§ **Work to be completed**:
Only the lines that hold the word "time" are wanted from this listing.
[Dataset Boundary: Start]
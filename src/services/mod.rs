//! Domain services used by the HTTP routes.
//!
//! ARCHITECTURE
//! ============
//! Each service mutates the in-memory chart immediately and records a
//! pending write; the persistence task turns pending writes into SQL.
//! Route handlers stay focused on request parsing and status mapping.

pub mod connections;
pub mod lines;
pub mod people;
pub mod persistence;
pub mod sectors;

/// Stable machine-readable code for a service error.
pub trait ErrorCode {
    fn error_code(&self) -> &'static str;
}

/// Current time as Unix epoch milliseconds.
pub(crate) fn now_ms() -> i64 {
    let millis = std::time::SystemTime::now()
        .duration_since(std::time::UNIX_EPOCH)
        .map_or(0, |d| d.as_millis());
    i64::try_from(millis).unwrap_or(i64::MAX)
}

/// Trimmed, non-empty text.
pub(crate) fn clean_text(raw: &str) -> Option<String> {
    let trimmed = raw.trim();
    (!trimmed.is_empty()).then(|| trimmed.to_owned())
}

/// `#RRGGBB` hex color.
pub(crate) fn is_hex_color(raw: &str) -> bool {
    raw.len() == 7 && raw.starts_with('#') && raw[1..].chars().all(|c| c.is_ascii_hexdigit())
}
[Dataset Boundary: End]
§ **Result of the task**:
/// Current time as Unix epoch milliseconds.
    let millis = std::time::SystemTime::now()
        .duration_since(std::time::UNIX_EPOCH)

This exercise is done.